Schubert, l’œuvre pour piano à quatre mains : les lettres de noblesse d’un genre

Schubert goûtait particulièrement le quatre mains, une formation qui, pourtant, ôte à chaque interprète la moitié de son instrument… Loin de n’écrire pour le quatre mains que des pièces pédagogiques ou des transcriptions, le compositeur semble avoir confié aux vingt doigts le meilleur – et parfois le plus difficile – de ses inventions pianistiques. Après une présentation de l’ensemble de J’œuvre à quatre mains de Schubert, Christian Lorandin en établit le catalogue et propose une analyse de la Fantaisie en fa mineur D940 et de la Sonate en ut majeur D812.

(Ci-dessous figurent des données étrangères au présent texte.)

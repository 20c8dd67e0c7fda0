//! One-tap auto-enhance variants layered on the analyzed base correction.
//!
//! ```rust
//! use retouch_ops::AutoParams;
//! use retouch_render::{Adjustments, AutoVariant};
//!
//! let base = AutoParams { exposure: 0.2, contrast: 1.1 };
//! let adj = AutoVariant::Warm.apply(&Adjustments::default(), &base);
//! assert_eq!(adj.temperature, 0.2);
//! assert_eq!(adj.exposure, 0.2);
//! ```

use retouch_ops::AutoParams;
use serde::{Deserialize, Serialize};

use crate::adjustments::Adjustments;
use crate::history::History;

/// Auto-enhance flavour.
#[derive(Debug, Clone, Copy, PartialEq, Eq, Hash, Default, Serialize, Deserialize)]
pub enum AutoVariant {
    /// Reset the auto-controlled fields to neutral.
    None,
    /// Analyzed exposure and contrast only.
    #[default]
    Balanced,
    /// Balanced plus a warm shift.
    Warm,
    /// Balanced plus a cool shift.
    Cool,
    /// Balanced plus stronger color and contrast.
    Vivid,
}

impl AutoVariant {
    /// All variants in display order.
    pub const ALL: [AutoVariant; 5] = [
        AutoVariant::None,
        AutoVariant::Balanced,
        AutoVariant::Warm,
        AutoVariant::Cool,
        AutoVariant::Vivid,
    ];

    /// Display label.
    pub fn label(self) -> &'static str {
        match self {
            AutoVariant::None => "None",
            AutoVariant::Balanced => "Balanced",
            AutoVariant::Warm => "Warm",
            AutoVariant::Cool => "Cool",
            AutoVariant::Vivid => "Vivid",
        }
    }

    /// Returns `current` with this variant's fields set from `base`.
    ///
    /// Fields the variant does not control are kept.
    pub fn apply(self, current: &Adjustments, base: &AutoParams) -> Adjustments {
        let analyzed = Adjustments {
            exposure: base.exposure,
            contrast: base.contrast,
            ..current.clone()
        };
        match self {
            AutoVariant::None => Adjustments {
                exposure: 0.0,
                contrast: 1.0,
                temperature: 0.0,
                tint: 0.0,
                saturation: 1.0,
                vibrance: 0.0,
                ..analyzed
            },
            AutoVariant::Balanced => analyzed,
            AutoVariant::Warm => Adjustments { temperature: 0.2, tint: 0.05, ..analyzed },
            AutoVariant::Cool => Adjustments { temperature: -0.2, tint: -0.05, ..analyzed },
            AutoVariant::Vivid => Adjustments {
                saturation: 1.2,
                vibrance: 0.3,
                contrast: (base.contrast * 1.1).clamp(0.5, 1.5),
                ..analyzed
            },
        }
    }

    /// Applies this variant to the history's current state and commits it.
    ///
    /// Returns `true` if the history changed.
    pub fn commit(self, history: &mut History, base: &AutoParams) -> bool {
        let next = self.apply(history.current(), base);
        history.commit(next)
    }
}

«Le jeu à quatre mains semble destiné à rendre les interprètes, sinon les auditeurs, malheureux. » Cette réflexion en forme de boutade d’Alfred Brendel pose, dans une certaine mesure, une des problématiques du piano à quatre mains : un genre quelque peu inconfortable. Ou encore un genre d’agrément pour jeunes filles de bonnes familles ou pour pianistes peu accomplis. Et si c’était plutôt un genre très exigeant et peut-être spécifiquement autrichien, pour ne pas dire viennois ? Mozart, Beethoven, Brahms et… Schubert. Autant de chefs-d’œuvre boudés, à de rares exceptions près, par les “grands” pianistes. Certes, il est parfois difficile de faire cohabiter deux instrumentistes sur un piano. Le pianiste n’est pas prêteur, en effet, surtout de la moitié de son clavier. Cela dit, le répertoire existe, servi parfois par des associations magnifiques, souvent familiales : Artur et Karl-Ulrich Schnabel, Radu Lupu et Murray Perahia, Emil et Elena Guilels, le regretté Duo Crommelynck et même… Alfred Brendel et Evelyne Crochet.